§ **WHAT TO DO**: Below this line is the material. Write out only its lines from the one containing "result type: any" through the one containing "(8, true) =>", both kept, exactly.
**** INPUT MATERIAL ****
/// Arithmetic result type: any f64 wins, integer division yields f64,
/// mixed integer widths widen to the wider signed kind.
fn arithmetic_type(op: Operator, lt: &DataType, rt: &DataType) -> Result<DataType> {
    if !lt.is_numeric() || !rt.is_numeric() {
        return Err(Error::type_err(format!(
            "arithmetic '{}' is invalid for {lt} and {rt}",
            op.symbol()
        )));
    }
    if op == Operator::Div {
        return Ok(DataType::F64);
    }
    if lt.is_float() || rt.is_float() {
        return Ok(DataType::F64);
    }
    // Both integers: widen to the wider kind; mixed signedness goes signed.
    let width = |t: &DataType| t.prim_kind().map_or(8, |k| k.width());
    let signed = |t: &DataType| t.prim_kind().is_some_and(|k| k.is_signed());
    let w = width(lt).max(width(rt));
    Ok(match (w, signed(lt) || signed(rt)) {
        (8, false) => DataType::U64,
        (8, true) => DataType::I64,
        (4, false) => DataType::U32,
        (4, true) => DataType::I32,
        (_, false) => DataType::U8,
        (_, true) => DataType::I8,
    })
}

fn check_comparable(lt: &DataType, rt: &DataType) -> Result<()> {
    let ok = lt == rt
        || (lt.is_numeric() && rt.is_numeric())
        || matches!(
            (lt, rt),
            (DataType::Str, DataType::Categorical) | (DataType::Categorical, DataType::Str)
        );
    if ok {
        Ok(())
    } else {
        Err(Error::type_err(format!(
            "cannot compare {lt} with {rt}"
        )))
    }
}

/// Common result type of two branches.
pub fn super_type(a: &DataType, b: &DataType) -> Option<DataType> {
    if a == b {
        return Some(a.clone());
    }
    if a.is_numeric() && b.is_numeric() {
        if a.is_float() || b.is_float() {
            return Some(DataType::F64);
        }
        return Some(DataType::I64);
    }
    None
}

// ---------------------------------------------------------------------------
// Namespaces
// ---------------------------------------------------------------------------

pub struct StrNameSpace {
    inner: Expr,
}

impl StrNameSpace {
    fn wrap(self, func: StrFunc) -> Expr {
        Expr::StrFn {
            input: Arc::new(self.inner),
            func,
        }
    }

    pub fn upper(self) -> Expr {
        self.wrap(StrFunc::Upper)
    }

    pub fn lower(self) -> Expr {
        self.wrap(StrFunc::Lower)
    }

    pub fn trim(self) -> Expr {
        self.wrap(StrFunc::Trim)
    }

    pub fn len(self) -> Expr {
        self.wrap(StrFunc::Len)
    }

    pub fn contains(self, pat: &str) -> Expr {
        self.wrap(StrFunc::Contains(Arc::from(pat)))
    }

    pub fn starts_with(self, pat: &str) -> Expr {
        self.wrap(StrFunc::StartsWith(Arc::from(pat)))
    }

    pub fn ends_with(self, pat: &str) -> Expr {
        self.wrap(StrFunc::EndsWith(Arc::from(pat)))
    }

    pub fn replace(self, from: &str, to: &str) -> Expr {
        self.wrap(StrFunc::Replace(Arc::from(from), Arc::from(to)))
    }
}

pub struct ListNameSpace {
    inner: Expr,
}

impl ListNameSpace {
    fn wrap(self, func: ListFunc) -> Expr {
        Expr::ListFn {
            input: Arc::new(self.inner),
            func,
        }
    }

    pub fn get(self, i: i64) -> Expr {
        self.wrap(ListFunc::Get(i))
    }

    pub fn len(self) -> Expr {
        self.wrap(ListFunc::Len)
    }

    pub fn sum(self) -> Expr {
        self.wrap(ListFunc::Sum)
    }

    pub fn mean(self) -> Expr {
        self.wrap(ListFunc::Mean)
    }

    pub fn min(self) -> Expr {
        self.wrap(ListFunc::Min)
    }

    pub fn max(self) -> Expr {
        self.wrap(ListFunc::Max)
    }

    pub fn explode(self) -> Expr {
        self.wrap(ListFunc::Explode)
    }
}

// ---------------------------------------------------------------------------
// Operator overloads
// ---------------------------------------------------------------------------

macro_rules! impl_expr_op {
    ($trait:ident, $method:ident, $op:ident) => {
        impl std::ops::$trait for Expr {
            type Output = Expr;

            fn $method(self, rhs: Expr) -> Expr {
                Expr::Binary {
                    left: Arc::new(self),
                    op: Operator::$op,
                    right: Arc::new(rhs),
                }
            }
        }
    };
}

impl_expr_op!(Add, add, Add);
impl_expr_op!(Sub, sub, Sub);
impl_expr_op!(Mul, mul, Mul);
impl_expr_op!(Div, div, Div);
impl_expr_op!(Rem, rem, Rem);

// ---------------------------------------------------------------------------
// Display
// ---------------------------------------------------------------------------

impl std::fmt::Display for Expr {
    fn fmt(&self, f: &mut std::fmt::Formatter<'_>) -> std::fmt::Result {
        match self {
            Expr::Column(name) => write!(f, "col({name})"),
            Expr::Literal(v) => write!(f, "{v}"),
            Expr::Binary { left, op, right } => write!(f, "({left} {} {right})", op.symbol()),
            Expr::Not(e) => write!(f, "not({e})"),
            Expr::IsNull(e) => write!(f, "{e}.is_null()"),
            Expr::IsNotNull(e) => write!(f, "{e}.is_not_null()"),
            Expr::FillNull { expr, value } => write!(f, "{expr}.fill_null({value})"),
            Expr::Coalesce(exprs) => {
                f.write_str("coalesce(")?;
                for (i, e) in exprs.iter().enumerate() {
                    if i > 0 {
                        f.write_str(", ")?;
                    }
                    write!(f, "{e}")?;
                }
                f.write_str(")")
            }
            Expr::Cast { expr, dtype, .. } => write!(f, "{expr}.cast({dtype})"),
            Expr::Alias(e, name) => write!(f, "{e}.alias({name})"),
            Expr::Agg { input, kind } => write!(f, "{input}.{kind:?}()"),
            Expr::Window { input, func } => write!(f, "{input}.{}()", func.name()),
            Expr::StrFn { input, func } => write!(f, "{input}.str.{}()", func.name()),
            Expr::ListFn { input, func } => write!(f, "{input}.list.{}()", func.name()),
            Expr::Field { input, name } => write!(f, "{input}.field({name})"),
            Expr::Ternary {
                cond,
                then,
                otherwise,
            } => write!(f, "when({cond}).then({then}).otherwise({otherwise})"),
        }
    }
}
****
**** INPUT MATERIAL ****
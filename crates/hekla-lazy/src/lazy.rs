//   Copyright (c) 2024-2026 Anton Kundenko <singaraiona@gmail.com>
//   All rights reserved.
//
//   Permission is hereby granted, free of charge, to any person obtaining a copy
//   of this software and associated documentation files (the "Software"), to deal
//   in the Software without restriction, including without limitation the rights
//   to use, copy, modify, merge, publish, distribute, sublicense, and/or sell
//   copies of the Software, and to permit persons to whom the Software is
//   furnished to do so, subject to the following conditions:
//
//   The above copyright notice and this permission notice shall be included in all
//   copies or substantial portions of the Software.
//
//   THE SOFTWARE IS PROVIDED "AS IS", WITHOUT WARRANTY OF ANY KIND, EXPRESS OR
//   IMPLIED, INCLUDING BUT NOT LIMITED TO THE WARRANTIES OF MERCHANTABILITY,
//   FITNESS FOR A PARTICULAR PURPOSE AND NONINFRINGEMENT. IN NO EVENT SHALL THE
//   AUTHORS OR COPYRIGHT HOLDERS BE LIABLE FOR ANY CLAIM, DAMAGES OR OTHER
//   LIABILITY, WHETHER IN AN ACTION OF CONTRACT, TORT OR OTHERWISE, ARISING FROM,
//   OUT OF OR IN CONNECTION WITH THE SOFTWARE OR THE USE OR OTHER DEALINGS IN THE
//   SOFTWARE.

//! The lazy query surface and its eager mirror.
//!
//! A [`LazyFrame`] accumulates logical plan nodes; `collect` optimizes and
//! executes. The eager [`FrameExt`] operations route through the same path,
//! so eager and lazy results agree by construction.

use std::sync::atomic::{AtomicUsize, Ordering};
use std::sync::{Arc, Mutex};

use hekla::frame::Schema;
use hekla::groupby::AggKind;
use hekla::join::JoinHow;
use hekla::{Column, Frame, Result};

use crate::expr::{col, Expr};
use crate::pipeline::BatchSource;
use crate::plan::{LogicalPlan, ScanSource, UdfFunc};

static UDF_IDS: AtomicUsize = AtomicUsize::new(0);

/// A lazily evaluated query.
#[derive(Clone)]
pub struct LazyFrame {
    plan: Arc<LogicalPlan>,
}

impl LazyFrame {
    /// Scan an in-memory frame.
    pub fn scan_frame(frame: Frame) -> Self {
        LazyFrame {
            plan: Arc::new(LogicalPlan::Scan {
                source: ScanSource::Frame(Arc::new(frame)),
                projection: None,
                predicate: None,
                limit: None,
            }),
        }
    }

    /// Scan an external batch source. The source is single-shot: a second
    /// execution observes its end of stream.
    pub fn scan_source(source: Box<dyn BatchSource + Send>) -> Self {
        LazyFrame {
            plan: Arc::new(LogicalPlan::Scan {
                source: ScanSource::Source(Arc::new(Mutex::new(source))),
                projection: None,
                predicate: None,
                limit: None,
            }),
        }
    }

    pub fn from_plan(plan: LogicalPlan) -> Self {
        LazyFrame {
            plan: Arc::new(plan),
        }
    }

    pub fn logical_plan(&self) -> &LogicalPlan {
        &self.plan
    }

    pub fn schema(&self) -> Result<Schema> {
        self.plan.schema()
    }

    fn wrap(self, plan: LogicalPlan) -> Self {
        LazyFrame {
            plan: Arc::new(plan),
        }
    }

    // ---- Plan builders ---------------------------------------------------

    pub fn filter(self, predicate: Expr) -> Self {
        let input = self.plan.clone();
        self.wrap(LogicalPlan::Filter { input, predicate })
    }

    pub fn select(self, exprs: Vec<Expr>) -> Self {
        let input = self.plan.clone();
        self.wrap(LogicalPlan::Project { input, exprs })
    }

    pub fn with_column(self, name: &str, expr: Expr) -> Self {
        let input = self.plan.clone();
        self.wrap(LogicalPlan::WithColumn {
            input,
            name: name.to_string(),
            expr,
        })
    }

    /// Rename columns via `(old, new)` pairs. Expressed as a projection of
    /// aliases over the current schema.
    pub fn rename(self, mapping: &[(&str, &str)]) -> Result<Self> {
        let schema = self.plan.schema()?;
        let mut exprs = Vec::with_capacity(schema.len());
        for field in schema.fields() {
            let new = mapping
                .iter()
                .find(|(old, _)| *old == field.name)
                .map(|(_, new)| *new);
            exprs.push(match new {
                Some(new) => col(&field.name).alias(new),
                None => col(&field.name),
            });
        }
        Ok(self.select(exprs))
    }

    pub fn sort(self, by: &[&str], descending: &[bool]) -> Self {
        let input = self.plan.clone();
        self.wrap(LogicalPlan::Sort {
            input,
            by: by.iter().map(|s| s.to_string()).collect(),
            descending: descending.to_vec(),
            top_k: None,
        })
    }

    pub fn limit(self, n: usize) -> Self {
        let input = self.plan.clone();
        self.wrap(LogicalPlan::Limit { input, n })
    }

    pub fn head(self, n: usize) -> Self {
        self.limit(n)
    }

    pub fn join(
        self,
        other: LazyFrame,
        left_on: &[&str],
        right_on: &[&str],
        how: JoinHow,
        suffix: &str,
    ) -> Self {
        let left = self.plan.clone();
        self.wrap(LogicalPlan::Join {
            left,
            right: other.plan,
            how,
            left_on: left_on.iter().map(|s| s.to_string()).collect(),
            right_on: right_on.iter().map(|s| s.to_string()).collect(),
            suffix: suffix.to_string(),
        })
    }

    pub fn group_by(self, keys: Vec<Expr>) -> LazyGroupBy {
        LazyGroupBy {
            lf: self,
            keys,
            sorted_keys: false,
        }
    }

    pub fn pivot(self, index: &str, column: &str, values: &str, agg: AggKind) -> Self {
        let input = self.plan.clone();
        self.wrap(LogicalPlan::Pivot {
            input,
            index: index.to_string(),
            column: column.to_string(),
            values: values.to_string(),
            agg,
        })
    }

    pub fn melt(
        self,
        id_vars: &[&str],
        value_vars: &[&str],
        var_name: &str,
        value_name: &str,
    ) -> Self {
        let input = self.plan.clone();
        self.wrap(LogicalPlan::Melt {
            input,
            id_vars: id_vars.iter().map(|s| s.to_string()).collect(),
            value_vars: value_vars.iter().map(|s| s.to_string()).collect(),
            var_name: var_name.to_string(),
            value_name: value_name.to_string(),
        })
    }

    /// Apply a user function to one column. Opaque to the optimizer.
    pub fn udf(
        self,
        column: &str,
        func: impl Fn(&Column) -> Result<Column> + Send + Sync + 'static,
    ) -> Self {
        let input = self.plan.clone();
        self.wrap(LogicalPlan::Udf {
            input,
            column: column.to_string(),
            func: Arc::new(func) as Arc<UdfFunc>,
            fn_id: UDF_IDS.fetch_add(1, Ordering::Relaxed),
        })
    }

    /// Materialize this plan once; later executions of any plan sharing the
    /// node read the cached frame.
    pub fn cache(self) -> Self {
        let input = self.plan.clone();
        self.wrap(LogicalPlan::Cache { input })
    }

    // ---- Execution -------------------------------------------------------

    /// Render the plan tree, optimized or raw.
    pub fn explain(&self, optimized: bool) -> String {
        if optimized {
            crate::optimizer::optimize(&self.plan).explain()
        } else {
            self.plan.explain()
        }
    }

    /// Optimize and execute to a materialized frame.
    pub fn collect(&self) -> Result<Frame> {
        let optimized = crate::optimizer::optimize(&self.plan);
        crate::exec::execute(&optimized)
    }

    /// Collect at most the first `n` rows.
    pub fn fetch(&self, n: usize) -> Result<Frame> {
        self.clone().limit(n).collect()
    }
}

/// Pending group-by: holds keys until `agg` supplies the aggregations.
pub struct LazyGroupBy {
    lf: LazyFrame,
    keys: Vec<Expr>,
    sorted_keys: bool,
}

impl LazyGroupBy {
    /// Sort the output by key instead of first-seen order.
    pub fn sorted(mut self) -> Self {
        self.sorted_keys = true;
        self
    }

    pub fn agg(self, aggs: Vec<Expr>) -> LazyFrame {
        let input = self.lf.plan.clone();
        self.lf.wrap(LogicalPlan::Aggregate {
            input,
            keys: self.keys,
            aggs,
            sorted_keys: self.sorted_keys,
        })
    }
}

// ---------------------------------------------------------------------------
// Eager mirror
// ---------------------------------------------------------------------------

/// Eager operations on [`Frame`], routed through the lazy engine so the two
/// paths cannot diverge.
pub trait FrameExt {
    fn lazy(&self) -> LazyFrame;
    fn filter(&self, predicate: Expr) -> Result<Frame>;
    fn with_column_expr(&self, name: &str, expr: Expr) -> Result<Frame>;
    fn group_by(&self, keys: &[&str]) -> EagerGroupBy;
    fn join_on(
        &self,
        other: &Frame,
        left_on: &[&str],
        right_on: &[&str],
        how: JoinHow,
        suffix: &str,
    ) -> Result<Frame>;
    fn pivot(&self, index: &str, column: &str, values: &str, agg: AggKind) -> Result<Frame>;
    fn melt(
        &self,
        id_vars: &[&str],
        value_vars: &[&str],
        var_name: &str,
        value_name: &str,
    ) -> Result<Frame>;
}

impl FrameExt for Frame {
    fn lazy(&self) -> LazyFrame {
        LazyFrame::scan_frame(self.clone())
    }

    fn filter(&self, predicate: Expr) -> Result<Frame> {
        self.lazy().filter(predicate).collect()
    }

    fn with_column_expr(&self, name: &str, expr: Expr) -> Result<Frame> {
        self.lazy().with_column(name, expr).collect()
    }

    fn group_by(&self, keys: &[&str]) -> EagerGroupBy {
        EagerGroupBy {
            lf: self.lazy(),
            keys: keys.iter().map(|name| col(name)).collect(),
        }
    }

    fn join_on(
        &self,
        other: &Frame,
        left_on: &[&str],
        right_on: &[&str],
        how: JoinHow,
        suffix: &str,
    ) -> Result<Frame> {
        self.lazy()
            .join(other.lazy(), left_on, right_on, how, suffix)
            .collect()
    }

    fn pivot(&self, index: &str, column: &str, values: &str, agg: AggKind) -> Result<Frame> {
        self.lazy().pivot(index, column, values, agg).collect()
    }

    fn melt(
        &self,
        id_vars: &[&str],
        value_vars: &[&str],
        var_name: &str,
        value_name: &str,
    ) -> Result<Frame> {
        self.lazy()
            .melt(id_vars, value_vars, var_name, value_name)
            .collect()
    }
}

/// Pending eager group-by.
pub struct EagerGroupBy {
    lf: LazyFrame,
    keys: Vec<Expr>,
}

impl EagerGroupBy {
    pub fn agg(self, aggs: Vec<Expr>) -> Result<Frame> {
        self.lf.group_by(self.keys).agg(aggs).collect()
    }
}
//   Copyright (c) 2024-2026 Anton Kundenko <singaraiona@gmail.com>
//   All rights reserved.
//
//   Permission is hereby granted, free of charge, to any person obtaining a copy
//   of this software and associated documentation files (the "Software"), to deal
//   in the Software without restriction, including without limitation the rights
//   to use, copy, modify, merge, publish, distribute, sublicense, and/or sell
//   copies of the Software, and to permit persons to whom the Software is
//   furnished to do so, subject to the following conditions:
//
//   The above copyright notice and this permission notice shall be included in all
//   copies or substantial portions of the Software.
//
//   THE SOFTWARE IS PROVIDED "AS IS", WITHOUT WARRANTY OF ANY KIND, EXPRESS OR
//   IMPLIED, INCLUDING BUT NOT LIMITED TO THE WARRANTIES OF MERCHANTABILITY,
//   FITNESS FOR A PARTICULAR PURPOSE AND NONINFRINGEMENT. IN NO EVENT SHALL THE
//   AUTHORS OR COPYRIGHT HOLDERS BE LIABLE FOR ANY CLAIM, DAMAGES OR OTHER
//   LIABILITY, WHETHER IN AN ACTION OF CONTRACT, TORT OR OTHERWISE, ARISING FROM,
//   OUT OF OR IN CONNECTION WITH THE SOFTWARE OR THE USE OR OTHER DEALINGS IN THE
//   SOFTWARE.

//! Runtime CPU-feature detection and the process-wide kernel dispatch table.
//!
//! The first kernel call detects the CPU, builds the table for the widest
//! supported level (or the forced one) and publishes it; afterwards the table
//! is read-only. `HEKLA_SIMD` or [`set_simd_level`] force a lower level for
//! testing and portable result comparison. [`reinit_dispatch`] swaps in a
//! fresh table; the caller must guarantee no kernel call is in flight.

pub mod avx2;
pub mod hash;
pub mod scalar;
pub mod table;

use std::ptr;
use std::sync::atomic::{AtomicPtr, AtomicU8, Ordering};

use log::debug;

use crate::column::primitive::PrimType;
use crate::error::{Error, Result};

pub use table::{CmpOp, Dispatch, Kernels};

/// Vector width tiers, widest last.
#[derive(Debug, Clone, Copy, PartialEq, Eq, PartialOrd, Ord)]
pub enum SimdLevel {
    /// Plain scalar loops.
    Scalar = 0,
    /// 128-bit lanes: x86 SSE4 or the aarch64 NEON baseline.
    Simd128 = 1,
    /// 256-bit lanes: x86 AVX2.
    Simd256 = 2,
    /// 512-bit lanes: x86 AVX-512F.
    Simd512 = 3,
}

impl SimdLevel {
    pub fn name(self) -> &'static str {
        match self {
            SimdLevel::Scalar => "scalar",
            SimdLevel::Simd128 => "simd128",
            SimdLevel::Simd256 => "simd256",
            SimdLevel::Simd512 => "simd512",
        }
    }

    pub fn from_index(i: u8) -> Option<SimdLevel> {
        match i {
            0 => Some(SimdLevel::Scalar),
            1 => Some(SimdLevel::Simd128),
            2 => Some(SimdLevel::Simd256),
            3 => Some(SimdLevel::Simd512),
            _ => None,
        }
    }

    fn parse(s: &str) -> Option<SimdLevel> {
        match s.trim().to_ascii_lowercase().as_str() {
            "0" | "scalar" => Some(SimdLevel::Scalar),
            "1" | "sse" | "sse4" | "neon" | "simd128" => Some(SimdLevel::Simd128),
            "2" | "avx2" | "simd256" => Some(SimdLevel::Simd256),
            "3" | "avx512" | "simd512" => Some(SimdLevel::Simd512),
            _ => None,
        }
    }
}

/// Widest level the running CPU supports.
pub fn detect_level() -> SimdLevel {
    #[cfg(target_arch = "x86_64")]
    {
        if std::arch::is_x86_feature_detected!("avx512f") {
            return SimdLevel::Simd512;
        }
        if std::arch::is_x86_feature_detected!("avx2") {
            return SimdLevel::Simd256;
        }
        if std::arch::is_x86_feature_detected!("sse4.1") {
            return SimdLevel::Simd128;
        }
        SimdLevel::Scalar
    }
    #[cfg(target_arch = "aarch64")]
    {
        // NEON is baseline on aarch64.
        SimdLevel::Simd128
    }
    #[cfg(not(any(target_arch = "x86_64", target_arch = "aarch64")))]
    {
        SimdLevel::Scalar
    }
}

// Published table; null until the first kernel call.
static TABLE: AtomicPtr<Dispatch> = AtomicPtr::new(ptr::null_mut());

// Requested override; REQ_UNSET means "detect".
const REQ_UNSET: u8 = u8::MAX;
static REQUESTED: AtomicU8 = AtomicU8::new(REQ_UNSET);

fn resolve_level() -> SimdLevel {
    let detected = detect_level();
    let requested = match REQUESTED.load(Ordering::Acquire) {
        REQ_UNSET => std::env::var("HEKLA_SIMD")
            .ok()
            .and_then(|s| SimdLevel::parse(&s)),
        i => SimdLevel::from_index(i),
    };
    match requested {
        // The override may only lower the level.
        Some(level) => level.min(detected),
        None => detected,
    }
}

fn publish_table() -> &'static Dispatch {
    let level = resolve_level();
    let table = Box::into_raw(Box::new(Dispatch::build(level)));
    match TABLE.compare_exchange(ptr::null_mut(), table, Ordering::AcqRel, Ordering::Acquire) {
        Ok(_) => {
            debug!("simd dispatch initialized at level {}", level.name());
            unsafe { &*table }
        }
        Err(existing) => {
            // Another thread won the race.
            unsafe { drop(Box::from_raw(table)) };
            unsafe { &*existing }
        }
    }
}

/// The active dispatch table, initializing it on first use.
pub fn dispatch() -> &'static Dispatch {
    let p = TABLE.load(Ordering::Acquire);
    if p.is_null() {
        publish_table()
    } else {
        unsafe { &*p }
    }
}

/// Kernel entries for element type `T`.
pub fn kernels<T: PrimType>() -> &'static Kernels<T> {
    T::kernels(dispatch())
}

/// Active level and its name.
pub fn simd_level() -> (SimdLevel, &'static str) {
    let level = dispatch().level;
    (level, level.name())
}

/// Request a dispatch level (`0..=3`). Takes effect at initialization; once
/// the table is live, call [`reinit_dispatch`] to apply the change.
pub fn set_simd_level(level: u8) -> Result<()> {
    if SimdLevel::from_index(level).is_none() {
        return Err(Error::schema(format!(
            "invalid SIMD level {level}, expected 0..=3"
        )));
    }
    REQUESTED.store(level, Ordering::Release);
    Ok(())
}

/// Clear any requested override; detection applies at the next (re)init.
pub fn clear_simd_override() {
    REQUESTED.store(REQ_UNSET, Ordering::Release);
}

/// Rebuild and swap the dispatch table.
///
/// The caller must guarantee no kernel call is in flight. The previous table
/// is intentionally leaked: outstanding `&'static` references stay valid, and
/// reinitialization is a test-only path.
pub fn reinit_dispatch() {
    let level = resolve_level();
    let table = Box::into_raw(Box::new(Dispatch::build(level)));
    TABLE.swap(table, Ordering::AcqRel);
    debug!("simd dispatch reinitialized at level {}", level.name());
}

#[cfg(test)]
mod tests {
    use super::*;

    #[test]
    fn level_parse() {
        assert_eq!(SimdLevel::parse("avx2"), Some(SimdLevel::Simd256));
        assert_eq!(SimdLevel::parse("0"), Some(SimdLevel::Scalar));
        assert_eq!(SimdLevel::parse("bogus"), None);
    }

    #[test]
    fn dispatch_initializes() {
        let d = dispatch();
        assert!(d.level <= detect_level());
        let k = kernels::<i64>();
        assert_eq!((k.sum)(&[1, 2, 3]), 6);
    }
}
****
§ **TASK RESULT**:
/// Arithmetic result type: any f64 wins, integer division yields f64,
/// mixed integer widths widen to the wider signed kind.
fn arithmetic_type(op: Operator, lt: &DataType, rt: &DataType) -> Result<DataType> {
    if !lt.is_numeric() || !rt.is_numeric() {
        return Err(Error::type_err(format!(
            "arithmetic '{}' is invalid for {lt} and {rt}",
            op.symbol()
        )));
    }
    if op == Operator::Div {
        return Ok(DataType::F64);
    }
    if lt.is_float() || rt.is_float() {
        return Ok(DataType::F64);
    }
    // Both integers: widen to the wider kind; mixed signedness goes signed.
    let width = |t: &DataType| t.prim_kind().map_or(8, |k| k.width());
    let signed = |t: &DataType| t.prim_kind().is_some_and(|k| k.is_signed());
    let w = width(lt).max(width(rt));
    Ok(match (w, signed(lt) || signed(rt)) {
        (8, false) => DataType::U64,
        (8, true) => DataType::I64,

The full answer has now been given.